I did a export all but that too didnt work.

Do you think anythins is wrong with the mapping that is done in the usermap.cfg file

administrator == root

nascorp\_NASVOLsrv == root

nascorp\administrator == root

The share is accessible on windows server using the domain account "_NASVOLsrv"

This same account is mapped to root.

Do you thin anything is wrong over here.



The Qtree style is mixed, so that the share can be mounted on both Unix & Windows.


That is a big misconception.  Unix and NTFS style qtrees can be mounted by any protocol.  The security style determines which protocol can change permissions on files, which is different from mounting.
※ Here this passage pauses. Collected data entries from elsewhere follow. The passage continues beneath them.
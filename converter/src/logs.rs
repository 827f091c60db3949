//! Diagnostics reporting.
//!
//! Core operations never print or abort on their own: they hand a
//! [`LogLevel`] and a message to whatever [`Diagnostics`] sink the caller
//! passes in. [`TracingSink`] forwards to `tracing` for the CLI,
//! [`MemorySink`] keeps entries around for inspection.

use std::cell::RefCell;

use serde::{Deserialize, Serialize};
use tracing_subscriber::EnvFilter;

/// Severity of a diagnostic.
#[derive(Debug, Clone, Copy, PartialEq, Eq, Serialize, Deserialize)]
#[serde(rename_all = "lowercase")]
pub enum LogLevel {
    /// Informational, e.g. a rejected row.
    Info,
    /// Informational confirmation that output was written.
    Success,
    Error,
}

/// A single diagnostic.
#[derive(Debug, Clone, PartialEq, Eq, Serialize, Deserialize)]
pub struct LogEntry {
    pub level: LogLevel,
    pub message: String,
}

impl LogEntry {
    pub fn info(message: impl Into<String>) -> Self {
        Self { level: LogLevel::Info, message: message.into() }
    }

    pub fn success(message: impl Into<String>) -> Self {
        Self { level: LogLevel::Success, message: message.into() }
    }

    pub fn error(message: impl Into<String>) -> Self {
        Self { level: LogLevel::Error, message: message.into() }
    }
}

/// Sink for diagnostics produced by the pipeline.
pub trait Diagnostics {
    fn report(&self, entry: LogEntry);
}

/// Forwards diagnostics to the `tracing` subscriber installed by the binary.
#[derive(Debug, Default, Clone, Copy)]
pub struct TracingSink;

impl Diagnostics for TracingSink {
    fn report(&self, entry: LogEntry) {
        match entry.level {
            LogLevel::Info => tracing::info!("{}", entry.message),
            LogLevel::Success => tracing::info!(status = "success", "{}", entry.message),
            LogLevel::Error => tracing::error!("{}", entry.message),
        }
    }
}

/// Collects diagnostics in memory.
#[derive(Debug, Default)]
pub struct MemorySink {
    entries: RefCell<Vec<LogEntry>>,
}

impl MemorySink {
    pub fn new() -> Self {
        Self::default()
    }

    /// Everything reported so far, oldest first.
    pub fn entries(&self) -> Vec<LogEntry> {
        self.entries.borrow().clone()
    }

    /// Messages reported at `level`.
    pub fn messages(&self, level: LogLevel) -> Vec<String> {
        self.entries
            .borrow()
            .iter()
            .filter(|e| e.level == level)
            .map(|e| e.message.clone())
            .collect()
    }

    pub fn has_errors(&self) -> bool {
        self.entries.borrow().iter().any(|e| e.level == LogLevel::Error)
    }
}

impl Diagnostics for MemorySink {
    fn report(&self, entry: LogEntry) {
        self.entries.borrow_mut().push(entry);
    }
}

/// Install a stdout `tracing` subscriber for the binary.
///
/// `RUST_LOG` overrides the default `info` filter.
pub fn init_logging() {
    let env_filter = EnvFilter::try_from_default_env().unwrap_or_else(|_| EnvFilter::new("info"));
    tracing_subscriber::fmt()
        .with_env_filter(env_filter)
        .with_writer(std::io::stdout)
        .with_target(false)
        .with_ansi(false)
        .init();
}

#[cfg(test)]
mod tests {
    use super::*;

    #[test]
    fn test_memory_sink_keeps_order() {
        let sink = MemorySink::new();
        sink.report(LogEntry::info("first"));
        sink.report(LogEntry::error("second"));
        sink.report(LogEntry::success("third"));

        let entries = sink.entries();
        assert_eq!(entries.len(), 3);
        assert_eq!(entries[0], LogEntry::info("first"));
        assert_eq!(entries[1].level, LogLevel::Error);
        assert_eq!(sink.messages(LogLevel::Success), vec!["third".to_string()]);
        assert!(sink.has_errors());
    }

    #[test]
    fn test_report_through_trait_object() {
        let sink = MemorySink::new();
        let dyn_sink: &dyn Diagnostics = &sink;
        dyn_sink.report(LogEntry::info("via dyn"));
        assert!(!sink.has_errors());
        assert_eq!(sink.messages(LogLevel::Info), vec!["via dyn".to_string()]);
    }

    #[test]
    fn test_level_serializes_lowercase() {
        let json = serde_json::to_string(&LogEntry::error("boom")).unwrap();
        assert_eq!(json, r#"{"level":"error","message":"boom"}"#);
    }
}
If you think you have a mapping issue, you can use the wcc command to see how your user is being mapped.  In this case, you are looking root could be mapped to a couple of users.

So I would check the folllowing command:

netapp> wcc -u root

And see the mapping.  Then I would go in under CIFS (which I think is working, right?) and see what the local NTFS ACL is on that directory where you are getting permission denied.
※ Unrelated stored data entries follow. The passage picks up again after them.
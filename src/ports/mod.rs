//! Port traits implemented by adapters.

pub mod bar_port;
pub mod config_port;
pub mod llm_port;
pub mod preference_port;
pub mod surface_port;
pub mod widget_port;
That may tell an interesting story.


Mixed mode security style works a bit different. At any given point the effective security style could be either UNIX or NTFS. Run the following command on the filer console to see the effective permissions and make sure that the user has the required access.

“fsecurity show ”



nas1ft01*> wcc -u root
Thu Jun 17 07:13:41 EDT [nas1ft01: auth.trace.authenticateUser.loginTraceMsg:info]: AUTH: LSA lookup: Located account "nascorp\administrator" in domain "nascorp"..
(NT - UNIX) account name(s):  (nascorp\administrator - root)
        UNIX uid = 0
        user is a member of group daemon (1)
        user is a member of group daemon (1)

        NT membership
                nascorp\Domain Users
        User is also a member of Everyone, Network Users,
        Authenticated Users
nas1ft01*> cifs shares
Name         Mount Point                       Description
----         -----------                       -----------
nassharet01  /vol/nasvol01
                        nas1ft01\cbm / Full Control
                        S-1-5-21-1500466018-1955613541-1209563102-131076 / Full Control
                        nas1ft01\_CBMNASsrv / Full Control
                        nascorp\_CBMNASsrv / Full Control
                        nascorp\administrator / Full Control

nh1ns1t01*> fsecurity show /vol/nasvol01
[/vol/nasvol01 - Directory (inum 64)]
  Security style: NTFS
  Effective style: NTFS

  DOS attributes: 0x0030 (---AD---)

  Unix security:
    uid: 0 (root)
    gid: 0 (daemon)
    mode: 0777 (rwxrwxrwx)

  NTFS security descriptor:
    Owner: BUILTIN\Administrators
    Group: BUILTIN\Administrators
      Allow - nascorp\_CBMNASsrv - 0x001301bf (Modify) - OI|CI
      Allow - nascorp\Domain Admins - 0x001f01ff (Full Control) - OI|CI
      Allow - DEVCORP\G_NAS_CBM_RO_FPDEV - 0x001200a9 (Read and Execute) - OI|CI
      Allow - DEVCORP\G_NAS_CBM_RW_FPDEV - 0x001301bf (Modify) - OI|CI
      Allow - nascorp\NAS_ADMIN - 0x001f01ff (Full Control) - OI|CI
      Allow - nascorp\NAS_CBM_RO - 0x001200a9 (Read and Execute) - OI|CI
      Allow - nascorp\NAS_CBM_RW - 0x001301bf (Modify) - OI|CI
      Allow - nascorp\root - 0x001301bf (Modify) - OI|CI
      Allow - DEVCORP\wrolson - 0x001301bf (Modify) - OI|CI

I am able to cd to the share, but when I do an ll, I get unreadable.

# cd /nas/nas1ft01/cbmsharet01
# ll
. unreadable
total 8


And if I do an fsecurity show for dirs inside the share I get different owners than that on the volume

NTFS security descriptor:
    Owner: DEVCORP\wrolson
    Group: DEVCORP\Domain Users


According to output provided, neither of Windows groups (and users) to which root is mapped has access to directory. So results are completely correct.


I also facing the same problem. unable to access cifs shares(ntfs qtree) from unix machine. NT user have full access to the shares and mapped that nt user with root. getting permission denied error.

some one please help here to solve this issue.